### WHAT YOU SHOULD DO
Return each line of the entries that holds the string "without".

### DATA SUPPLIED
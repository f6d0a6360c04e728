#![deny(
    rust_2018_compatibility,
    rust_2018_idioms,
    nonstandard_style,
    unused,
    future_incompatible
)]
#![warn(clippy::doc_markdown)]
pub mod data_sets;
pub mod test;
/// Escapes the capturing of output from tests so it's visible even when the test succeeds.
pub fn test_print(message: &str) {
    use std::io::Write;

    std::io::stdout()
        .lock()
        .write_all(message.as_bytes())
        .unwrap();
}
use crate::{
    run_fill_anchored, BrushResolver, DrawExecutor, FillConfig, FillError, FillMode, FillOutcome, Permissions,
};

use flood_blocks_core::prelude::*;
use flood_blocks_storage::prelude::*;

/// Where a `FillSession` is in its interaction.
#[derive(Clone, Copy, Debug, Eq, PartialEq)]
pub enum SessionState {
    /// No fill is pending.
    Idle,
    /// A fill is pending and the next selected voxel is its seed.
    AwaitingSeed,
    /// The seed of an anchored fill was picked, and the next selected voxel is where the brush gets anchored.
    AwaitingDestination { seed: Point3i },
}

/// The interactive side of filling: a caller begins a fill, then selects the voxel(s) it applies to.
///
/// A sticky session re-arms after every successful fill, so the same replacement can be applied to several seeds. The
/// session only carries the pending replacement and mode; no traversal state survives between fills.
#[derive(Clone, Debug)]
pub struct FillSession<S> {
    state: SessionState,
    pending: Option<Pending<S>>,
    sticky: bool,
}

#[derive(Clone, Debug)]
struct Pending<S> {
    spec: S,
    mode: FillMode,
    anchored: bool,
}

impl<S> Default for FillSession<S> {
    fn default() -> Self {
        Self::new(false)
    }
}

impl<S> FillSession<S> {
    pub fn new(sticky: bool) -> Self {
        Self {
            state: SessionState::Idle,
            pending: None,
            sticky,
        }
    }

    #[inline]
    pub fn state(&self) -> SessionState {
        self.state
    }

    #[inline]
    pub fn is_sticky(&self) -> bool {
        self.sticky
    }

    #[inline]
    pub fn set_sticky(&mut self, sticky: bool) {
        self.sticky = sticky;
    }

    /// The mode of the pending fill, if any.
    pub fn pending_mode(&self) -> Option<FillMode> {
        self.pending.as_ref().map(|p| p.mode)
    }

    /// Arms the session with a fill whose brush is anchored at the seed. Replaces any pending fill.
    pub fn begin(&mut self, spec: S, mode: FillMode) {
        self.arm(spec, mode, false);
    }

    /// Arms the session with a fill that takes two selections: the seed, then the brush anchor.
    pub fn begin_anchored(&mut self, spec: S, mode: FillMode) {
        self.arm(spec, mode, true);
    }

    fn arm(&mut self, spec: S, mode: FillMode, anchored: bool) {
        self.pending = Some(Pending {
            spec,
            mode,
            anchored,
        });
        self.state = SessionState::AwaitingSeed;
    }

    /// Drops the pending fill, whatever state the session is in.
    pub fn cancel(&mut self) {
        self.pending = None;
        self.state = SessionState::Idle;
    }

    /// Handles a seed selection.
    ///
    /// Returns `None` without doing anything unless the session is awaiting a seed. An anchored fill only records the seed
    /// here, moves to `AwaitingDestination` and also returns `None`. Otherwise the fill runs and its result is returned.
    pub fn select_seed<W, P, R, E>(
        &mut self,
        seed: Point3i,
        world: &mut W,
        permissions: &P,
        resolver: &R,
        executor: &mut E,
        config: &FillConfig,
    ) -> Option<Result<FillOutcome, FillError>>
    where
        W: WriteMaterial,
        P: Permissions,
        R: BrushResolver<S>,
        E: DrawExecutor<W>,
    {
        if self.state != SessionState::AwaitingSeed {
            return None;
        }
        let pending = self.pending.take()?;
        if pending.anchored {
            self.pending = Some(pending);
            self.state = SessionState::AwaitingDestination { seed };
            return None;
        }

        Some(self.fill(pending, seed, seed, world, permissions, resolver, executor, config))
    }

    /// Handles the anchor selection of an anchored fill. Returns `None` without doing anything unless the session is
    /// awaiting a destination.
    pub fn select_destination<W, P, R, E>(
        &mut self,
        anchor: Point3i,
        world: &mut W,
        permissions: &P,
        resolver: &R,
        executor: &mut E,
        config: &FillConfig,
    ) -> Option<Result<FillOutcome, FillError>>
    where
        W: WriteMaterial,
        P: Permissions,
        R: BrushResolver<S>,
        E: DrawExecutor<W>,
    {
        let seed = match self.state {
            SessionState::AwaitingDestination { seed } => seed,
            _ => return None,
        };
        let pending = self.pending.take()?;

        Some(self.fill(pending, seed, anchor, world, permissions, resolver, executor, config))
    }

    fn fill<W, P, R, E>(
        &mut self,
        pending: Pending<S>,
        seed: Point3i,
        anchor: Point3i,
        world: &mut W,
        permissions: &P,
        resolver: &R,
        executor: &mut E,
        config: &FillConfig,
    ) -> Result<FillOutcome, FillError>
    where
        W: WriteMaterial,
        P: Permissions,
        R: BrushResolver<S>,
        E: DrawExecutor<W>,
    {
        let result = run_fill_anchored(
            world,
            seed,
            anchor,
            &pending.spec,
            pending.mode,
            permissions,
            resolver,
            executor,
            config,
        );

        // Only a fill that actually drew re-arms the session.
        match result {
            Ok(FillOutcome::Filled(_)) if self.sticky => {
                self.pending = Some(pending);
                self.state = SessionState::AwaitingSeed;
            }
            _ => self.cancel(),
        }

        result
    }
}

// ████████╗███████╗███████╗████████╗███████╗
// ╚══██╔══╝██╔════╝██╔════╝╚══██╔══╝██╔════╝
//    ██║   █████╗  ███████╗   ██║   ███████╗
//    ██║   ██╔══╝  ╚════██║   ██║   ╚════██║
//    ██║   ███████╗███████║   ██║   ███████║
//    ╚═╝   ╚══════╝╚══════╝   ╚═╝   ╚══════╝

#[cfg(test)]
mod test {
    use super::*;
    use crate::{BlockPermissions, BufferedDrawOp, CheckeredBrushResolver, Rejection, SolidBrushResolver};

    use pretty_assertions::assert_eq;

    const AIR: Material = Material::new(BlockType::AIR);
    const STONE: Material = Material::new(BlockType::STONE);
    const SAND: Material = Material::new(BlockType::SAND);

    /// Two separate stone pillars at x = 0 and x = 2.
    fn two_pillars() -> BlockArray {
        BlockArray::fill_with(PointN([3, 4, 1]), |p| if p.x() == 1 { AIR } else { STONE })
    }

    fn select(
        session: &mut FillSession<Material>,
        world: &mut BlockArray,
        seed: Point3i,
    ) -> Option<Result<FillOutcome, FillError>> {
        session.select_seed(
            seed,
            world,
            &BlockPermissions::allow_all(),
            &SolidBrushResolver,
            &mut BufferedDrawOp::default(),
            &FillConfig::default(),
        )
    }

    #[test]
    fn idle_session_ignores_selection() {
        let mut world = two_pillars();
        let mut session = FillSession::<Material>::default();

        assert_eq!(select(&mut session, &mut world, Point3i::ZERO), None);
        assert_eq!(world.count(STONE), 8);
    }

    #[test]
    fn one_shot_session_goes_idle() {
        let mut world = two_pillars();
        let mut session = FillSession::new(false);
        session.begin(SAND, FillMode::Normal);
        assert_eq!(session.state(), SessionState::AwaitingSeed);

        let outcome = select(&mut session, &mut world, Point3i::ZERO).unwrap().unwrap();

        assert_eq!(outcome.report().unwrap().num_voxels, 4);
        assert_eq!(session.state(), SessionState::Idle);
        assert_eq!(session.pending_mode(), None);
        assert_eq!(select(&mut session, &mut world, PointN([2, 0, 0])), None);
        assert_eq!(world.count(STONE), 4);
    }

    #[test]
    fn sticky_session_rearms_after_fill() {
        let mut world = two_pillars();
        let mut session = FillSession::new(true);
        session.begin(SAND, FillMode::Up);

        select(&mut session, &mut world, Point3i::ZERO).unwrap().unwrap();
        assert_eq!(session.state(), SessionState::AwaitingSeed);
        assert_eq!(session.pending_mode(), Some(FillMode::Up));

        select(&mut session, &mut world, PointN([2, 0, 0])).unwrap().unwrap();
        assert_eq!(session.state(), SessionState::AwaitingSeed);
        assert_eq!(world.count(SAND), 8);
    }

    #[test]
    fn sticky_session_ends_on_rejection() {
        let mut world = two_pillars();
        let mut session = FillSession::new(true);
        session.begin(STONE, FillMode::Normal);

        let outcome = select(&mut session, &mut world, Point3i::ZERO).unwrap().unwrap();

        assert_eq!(outcome, FillOutcome::Rejected(Rejection::SameType));
        assert_eq!(session.state(), SessionState::Idle);
    }

    #[test]
    fn sticky_session_ends_on_error() {
        let mut world = two_pillars();
        let mut session = FillSession::new(true);
        session.begin(SAND, FillMode::Normal);

        let result = select(&mut session, &mut world, PointN([5, 0, 0])).unwrap();

        assert_eq!(result, Err(FillError::SeedOutOfBounds(PointN([5, 0, 0]))));
        assert_eq!(session.state(), SessionState::Idle);
    }

    #[test]
    fn cancel_drops_pending_fill() {
        let mut world = two_pillars();
        let mut session = FillSession::new(true);
        session.begin(SAND, FillMode::Normal);

        session.cancel();

        assert_eq!(session.state(), SessionState::Idle);
        assert_eq!(select(&mut session, &mut world, Point3i::ZERO), None);
        assert_eq!(world.count(SAND), 0);
    }

    #[test]
    fn anchored_fill_waits_for_destination() {
        let wood = Material::new(BlockType::WOOD);
        let glass = Material::new(BlockType::GLASS);
        let mut world = BlockArray::fill(PointN([4, 1, 1]), STONE);
        let mut session = FillSession::new(false);
        let mut executor = BufferedDrawOp::default();
        session.begin_anchored((wood, glass), FillMode::Normal);

        let selected = session.select_seed(
            Point3i::ZERO,
            &mut world,
            &BlockPermissions::allow_all(),
            &CheckeredBrushResolver,
            &mut executor,
            &FillConfig::default(),
        );
        assert!(selected.is_none());
        assert_eq!(
            session.state(),
            SessionState::AwaitingDestination {
                seed: Point3i::ZERO
            }
        );
        assert_eq!(world.count(STONE), 4);

        let outcome = session
            .select_destination(
                PointN([1, 0, 0]),
                &mut world,
                &BlockPermissions::allow_all(),
                &CheckeredBrushResolver,
                &mut executor,
                &FillConfig::default(),
            )
            .unwrap()
            .unwrap();

        assert_eq!(outcome.report().unwrap().anchor, PointN([1, 0, 0]));
        assert_eq!(world.material(PointN([0, 0, 0])), Some(glass));
        assert_eq!(world.material(PointN([1, 0, 0])), Some(wood));
        assert_eq!(session.state(), SessionState::Idle);
    }
}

### ANSWER SPACE
    /// Returns `None` without doing anything unless the session is awaiting a seed. An anchored fill only records the seed
    /// Handles the anchor selection of an anchored fill. Returns `None` without doing anything unless the session is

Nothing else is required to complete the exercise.